Methods. CMs and sympathetic neurons (SNs) were isolated from neonatal rat pups and cocultured for periods of 3-4 and 7-10 days. Methods ranged from contraction analysis and Ca2+ transient with either β1AR or β2AR antagonists by high-throughput multicellular CytoCypher, scanning ion conductance microscopy (SICM), smart patch-clamp, and immunostaining confocal imaging. All experiments were performed under Imperial College London ethical guidelines.

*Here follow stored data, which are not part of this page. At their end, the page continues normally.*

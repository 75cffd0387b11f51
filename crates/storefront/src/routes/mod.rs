//! HTTP route handlers for storefront.
//!
//! # Route Structure
//!
//! ```text
//! GET  /                       - Product listing shell (skeletons)
//! GET  /products/grid          - Product grid fragment (HTMX, loaded on mount)
//! GET  /product/{id}           - Product detail
//!
//! # Cart (HTMX fragments)
//! GET  /cart                   - Cart page shell (skeletons)
//! GET  /cart/items             - Cart lines + order summary fragment
//! POST /cart/add               - Add to cart (empty body, triggers cart-updated)
//! POST /cart/update            - Set quantity (returns cart_items fragment)
//! POST /cart/remove            - Remove line (returns cart_items fragment)
//! GET  /cart/count             - Cart count badge (fragment)
//! POST /checkout               - Not available; answers with a notification
//!
//! # Auth
//! GET  /auth                   - Sign-in / sign-up page
//! POST /auth/sign-in           - Sign-in action
//! POST /auth/sign-up           - Sign-up action
//! POST /auth/sign-out          - Sign-out action
//! ```

pub mod auth;
pub mod cart;
pub mod home;
pub mod products;

use axum::{
    Router,
    http::{HeaderMap, Uri},
    routing::{get, post},
};

use crate::error::AppError;
use crate::middleware::auth_rate_limiter;
use crate::models::AuthSession;
use crate::state::AppState;

/// Navbar data shared by every full page.
#[derive(Clone, Default)]
pub struct NavView {
    /// Email of the signed-in user; `None` when signed out.
    pub user_email: Option<String>,
}

impl NavView {
    #[must_use]
    pub fn new(session: Option<&AuthSession>) -> Self {
        Self {
            user_email: session.map(|s| s.user.email.to_string()),
        }
    }
}

/// Whether the request was issued by HTMX (as opposed to a plain form post).
#[must_use]
pub fn is_htmx(headers: &HeaderMap) -> bool {
    headers
        .get("HX-Request")
        .is_some_and(|value| value.as_bytes() == b"true")
}

/// Create the product routes router.
pub fn product_routes() -> Router<AppState> {
    Router::new()
        .route("/", get(home::home))
        .route("/products/grid", get(home::grid))
        .route("/product/{id}", get(products::show))
}

/// Create the cart routes router.
pub fn cart_routes() -> Router<AppState> {
    Router::new()
        .route("/", get(cart::show))
        .route("/items", get(cart::items))
        .route("/add", post(cart::add))
        .route("/update", post(cart::update))
        .route("/remove", post(cart::remove))
        .route("/count", get(cart::count))
}

/// Create the auth routes router.
pub fn auth_routes() -> Router<AppState> {
    Router::new()
        .route("/", get(auth::page))
        .route("/sign-in", post(auth::sign_in))
        .route("/sign-up", post(auth::sign_up))
        .route("/sign-out", post(auth::sign_out))
}

fn storefront_routes() -> Router<AppState> {
    Router::new()
        .merge(product_routes())
        .nest("/cart", cart_routes())
        .route("/checkout", post(cart::checkout))
        .fallback(not_found)
}

/// Create all routes for the storefront.
pub fn routes() -> Router<AppState> {
    storefront_routes().nest("/auth", auth_routes())
}

/// Create all routes, with the auth routes rate limited per client IP.
///
/// The rate limiter needs a client address; serve with
/// `into_make_service_with_connect_info::<SocketAddr>()` when no proxy sets
/// forwarding headers.
pub fn rate_limited_routes() -> Router<AppState> {
    storefront_routes().nest("/auth", auth_routes().route_layer(auth_rate_limiter()))
}

async fn not_found(uri: Uri) -> AppError {
    AppError::NotFound(uri.path().to_string())
}

#[cfg(test)]
mod tests {
    use axum::http::HeaderValue;

    use super::*;

    #[test]
    fn test_is_htmx() {
        let mut headers = HeaderMap::new();
        assert!(!is_htmx(&headers));
        headers.insert("HX-Request", HeaderValue::from_static("true"));
        assert!(is_htmx(&headers));
    }

    #[test]
    fn test_nav_view_signed_out() {
        assert!(NavView::new(None).user_email.is_none());
    }

    #[test]
    fn test_app_js_loads_fragments_without_htmx() {
        let script = include_str!("../../static/js/app.js");
        assert!(script.contains("if (!window.htmx)"));
        assert!(script.contains("[hx-get][hx-trigger^='load']"));
        assert!(script.contains(r#""HX-Request": "true""#));
    }
}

Results. CytoCypher contraction analysis shows how the role of innervation matures over time in culture. At 4 days, innervated CMs show no remarkable differences from non-innervated. However, at 8 days, innervated CMs shows a higher peak of contraction (0.332±SEM, n=19) than non-innervated (0.175±SEM, n=22). Interestingly, using β1AR and β2AR blockers on contracting cells show an overall decrease in time to peak and time to baseline in both innervated and non-innervated, suggesting a competitive role between βAR in our culture conditions. Single channel patch clamp analysis suggest that innervation doubles the open probability of LTCCs (innervated: 0.089, n=4, p=0.0571 vs non-innervated: 0.046, n=4). Through immunostaining of LTCC and Cav3 proteins, we show the presence of LTCC/Cav3 complexes, with a higher co-localisation coefficient on innervated CMs than non-innervated (p=0.0076). Arrhythmia analysis under nicotine stimulation showed that only innervated CMs under β2AR blockage are more susceptible to arrhythmias than any other group tested at both time points (4-day, n=4-5, p=0.0005; and 8-day, n=3-4 p<0.0001 versus control).
Conclusion. Our preliminary results suggest that β2AR plays an important role in the control of CM contraction by sympathetic innervation. Specifically, our results suggest that innervated CMs may have a higher number of LTCC complexes associated with Cav3 and β2AR, and they may be essential in mitigating CM susceptibility to arrhythmias.